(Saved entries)
# # # # # # #
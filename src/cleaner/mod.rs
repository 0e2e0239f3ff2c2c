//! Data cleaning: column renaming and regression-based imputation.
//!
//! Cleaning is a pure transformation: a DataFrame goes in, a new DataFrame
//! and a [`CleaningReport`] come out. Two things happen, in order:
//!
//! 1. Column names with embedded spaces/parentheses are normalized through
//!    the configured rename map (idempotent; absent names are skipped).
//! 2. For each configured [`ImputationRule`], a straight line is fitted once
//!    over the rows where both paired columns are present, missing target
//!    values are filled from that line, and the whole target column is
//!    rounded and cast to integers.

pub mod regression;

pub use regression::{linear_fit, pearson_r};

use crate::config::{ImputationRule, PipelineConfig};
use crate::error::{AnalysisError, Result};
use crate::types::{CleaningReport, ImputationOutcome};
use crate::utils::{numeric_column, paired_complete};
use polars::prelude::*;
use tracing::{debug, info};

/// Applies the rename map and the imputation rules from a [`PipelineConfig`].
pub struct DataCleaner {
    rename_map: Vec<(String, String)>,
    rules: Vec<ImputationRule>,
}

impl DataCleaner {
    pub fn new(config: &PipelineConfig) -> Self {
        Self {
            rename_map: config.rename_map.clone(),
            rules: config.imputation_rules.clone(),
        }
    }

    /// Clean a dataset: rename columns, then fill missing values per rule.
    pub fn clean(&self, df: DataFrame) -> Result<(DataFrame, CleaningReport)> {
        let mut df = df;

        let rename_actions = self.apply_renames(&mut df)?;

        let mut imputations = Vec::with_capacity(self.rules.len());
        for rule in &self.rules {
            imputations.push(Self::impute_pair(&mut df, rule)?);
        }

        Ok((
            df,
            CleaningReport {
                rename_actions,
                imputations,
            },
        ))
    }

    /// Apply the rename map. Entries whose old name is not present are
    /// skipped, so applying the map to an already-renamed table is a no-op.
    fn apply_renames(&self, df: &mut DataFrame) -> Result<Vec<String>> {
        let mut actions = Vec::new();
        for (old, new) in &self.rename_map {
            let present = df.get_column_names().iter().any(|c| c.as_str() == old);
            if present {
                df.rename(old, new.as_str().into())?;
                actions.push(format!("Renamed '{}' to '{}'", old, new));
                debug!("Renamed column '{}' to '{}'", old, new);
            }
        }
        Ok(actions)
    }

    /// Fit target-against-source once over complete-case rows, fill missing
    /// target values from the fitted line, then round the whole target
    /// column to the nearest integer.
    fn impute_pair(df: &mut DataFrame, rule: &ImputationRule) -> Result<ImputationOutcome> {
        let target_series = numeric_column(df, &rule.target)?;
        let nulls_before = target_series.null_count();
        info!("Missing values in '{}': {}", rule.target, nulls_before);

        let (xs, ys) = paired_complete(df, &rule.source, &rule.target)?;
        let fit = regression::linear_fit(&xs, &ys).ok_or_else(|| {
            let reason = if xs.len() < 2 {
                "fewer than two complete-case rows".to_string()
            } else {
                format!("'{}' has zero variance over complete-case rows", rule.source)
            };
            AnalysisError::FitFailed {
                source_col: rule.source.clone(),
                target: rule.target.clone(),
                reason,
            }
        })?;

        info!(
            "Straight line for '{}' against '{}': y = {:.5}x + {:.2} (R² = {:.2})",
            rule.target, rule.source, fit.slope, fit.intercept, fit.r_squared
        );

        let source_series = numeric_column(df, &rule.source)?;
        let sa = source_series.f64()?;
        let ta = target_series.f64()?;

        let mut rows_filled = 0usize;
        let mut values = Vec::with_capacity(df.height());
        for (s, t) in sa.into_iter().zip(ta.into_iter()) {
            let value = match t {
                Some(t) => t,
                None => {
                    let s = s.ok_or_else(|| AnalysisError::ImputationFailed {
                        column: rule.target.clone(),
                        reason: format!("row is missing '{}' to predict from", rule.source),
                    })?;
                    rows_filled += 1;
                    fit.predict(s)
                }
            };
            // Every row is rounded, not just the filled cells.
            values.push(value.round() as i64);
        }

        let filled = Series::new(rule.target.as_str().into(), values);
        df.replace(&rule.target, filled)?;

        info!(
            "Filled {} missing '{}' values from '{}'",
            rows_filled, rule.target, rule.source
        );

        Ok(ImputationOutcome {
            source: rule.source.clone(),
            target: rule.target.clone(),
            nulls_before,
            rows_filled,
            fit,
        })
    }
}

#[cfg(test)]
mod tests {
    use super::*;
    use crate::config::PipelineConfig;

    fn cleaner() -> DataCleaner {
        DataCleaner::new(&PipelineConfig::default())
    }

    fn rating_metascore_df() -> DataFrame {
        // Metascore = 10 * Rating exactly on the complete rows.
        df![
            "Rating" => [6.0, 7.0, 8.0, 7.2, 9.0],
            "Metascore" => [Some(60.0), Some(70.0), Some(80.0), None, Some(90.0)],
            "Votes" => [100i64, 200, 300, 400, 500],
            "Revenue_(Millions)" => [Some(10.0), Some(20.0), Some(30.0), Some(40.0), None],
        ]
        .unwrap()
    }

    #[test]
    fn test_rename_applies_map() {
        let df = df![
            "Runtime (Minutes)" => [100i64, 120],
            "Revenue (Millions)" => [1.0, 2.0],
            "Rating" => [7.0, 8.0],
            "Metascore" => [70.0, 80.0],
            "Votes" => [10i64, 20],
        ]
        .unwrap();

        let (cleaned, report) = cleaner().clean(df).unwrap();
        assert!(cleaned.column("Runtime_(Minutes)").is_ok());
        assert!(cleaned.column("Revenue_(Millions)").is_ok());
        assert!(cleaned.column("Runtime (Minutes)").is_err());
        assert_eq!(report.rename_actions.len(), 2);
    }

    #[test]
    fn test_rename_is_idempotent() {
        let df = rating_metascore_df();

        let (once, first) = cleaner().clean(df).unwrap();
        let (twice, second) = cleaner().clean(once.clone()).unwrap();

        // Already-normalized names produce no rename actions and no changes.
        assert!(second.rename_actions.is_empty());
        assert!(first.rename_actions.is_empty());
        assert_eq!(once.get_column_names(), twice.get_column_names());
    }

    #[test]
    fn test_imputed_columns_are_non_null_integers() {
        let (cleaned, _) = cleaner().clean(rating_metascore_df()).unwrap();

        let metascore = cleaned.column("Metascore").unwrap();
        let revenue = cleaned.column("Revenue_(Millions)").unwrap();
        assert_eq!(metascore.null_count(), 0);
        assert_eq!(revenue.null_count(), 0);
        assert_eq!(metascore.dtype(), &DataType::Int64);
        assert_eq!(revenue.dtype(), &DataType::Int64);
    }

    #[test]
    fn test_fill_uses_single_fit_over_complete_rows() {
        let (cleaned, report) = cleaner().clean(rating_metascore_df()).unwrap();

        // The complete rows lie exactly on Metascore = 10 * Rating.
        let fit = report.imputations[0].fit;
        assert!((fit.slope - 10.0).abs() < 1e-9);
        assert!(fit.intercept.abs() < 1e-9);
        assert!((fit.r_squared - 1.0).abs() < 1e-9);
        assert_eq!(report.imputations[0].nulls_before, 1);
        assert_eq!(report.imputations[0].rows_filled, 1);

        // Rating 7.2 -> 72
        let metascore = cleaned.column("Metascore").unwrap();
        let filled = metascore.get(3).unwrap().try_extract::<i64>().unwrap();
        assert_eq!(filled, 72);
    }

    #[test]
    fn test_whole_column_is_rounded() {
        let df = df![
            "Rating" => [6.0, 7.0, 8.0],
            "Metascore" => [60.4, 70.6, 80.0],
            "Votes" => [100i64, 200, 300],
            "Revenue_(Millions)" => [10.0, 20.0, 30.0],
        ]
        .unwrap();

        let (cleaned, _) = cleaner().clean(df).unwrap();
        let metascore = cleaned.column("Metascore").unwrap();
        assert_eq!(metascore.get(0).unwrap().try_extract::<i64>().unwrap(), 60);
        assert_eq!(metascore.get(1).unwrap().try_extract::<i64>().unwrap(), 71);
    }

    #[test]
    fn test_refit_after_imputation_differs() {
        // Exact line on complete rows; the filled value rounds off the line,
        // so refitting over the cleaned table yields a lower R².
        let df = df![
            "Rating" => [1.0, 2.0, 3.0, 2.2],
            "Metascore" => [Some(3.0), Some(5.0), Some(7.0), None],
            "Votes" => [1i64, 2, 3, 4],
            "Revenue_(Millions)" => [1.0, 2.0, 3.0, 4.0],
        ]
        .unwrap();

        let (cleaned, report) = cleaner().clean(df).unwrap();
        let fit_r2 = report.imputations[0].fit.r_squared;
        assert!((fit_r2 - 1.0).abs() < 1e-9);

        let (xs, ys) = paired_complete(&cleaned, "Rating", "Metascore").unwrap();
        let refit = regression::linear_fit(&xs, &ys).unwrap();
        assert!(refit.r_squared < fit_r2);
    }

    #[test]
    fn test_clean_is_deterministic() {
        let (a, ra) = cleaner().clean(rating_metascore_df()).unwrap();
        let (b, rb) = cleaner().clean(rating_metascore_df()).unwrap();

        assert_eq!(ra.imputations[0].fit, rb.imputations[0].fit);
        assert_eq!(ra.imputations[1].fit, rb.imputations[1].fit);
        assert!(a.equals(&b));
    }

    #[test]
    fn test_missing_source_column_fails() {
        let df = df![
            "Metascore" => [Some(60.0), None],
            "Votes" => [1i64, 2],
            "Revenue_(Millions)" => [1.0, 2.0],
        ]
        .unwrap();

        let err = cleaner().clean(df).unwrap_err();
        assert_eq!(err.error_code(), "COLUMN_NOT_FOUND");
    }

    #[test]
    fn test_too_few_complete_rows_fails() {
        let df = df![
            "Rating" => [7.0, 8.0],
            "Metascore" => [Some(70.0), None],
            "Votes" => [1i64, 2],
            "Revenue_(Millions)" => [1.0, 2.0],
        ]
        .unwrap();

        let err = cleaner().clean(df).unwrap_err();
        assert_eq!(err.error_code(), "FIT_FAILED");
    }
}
# # # # # # #
→ Problem details: Print, from the entries above, the line with "Ok(actions)", the line with "fn impute_pair(df: &mut" and all lines between them, exactly and with nothing else.

→ Written solution:
        Ok(actions)
    }

    /// Fit target-against-source once over complete-case rows, fill missing
    /// target values from the fitted line, then round the whole target
    /// column to the nearest integer.
    fn impute_pair(df: &mut DataFrame, rule: &ImputationRule) -> Result<ImputationOutcome> {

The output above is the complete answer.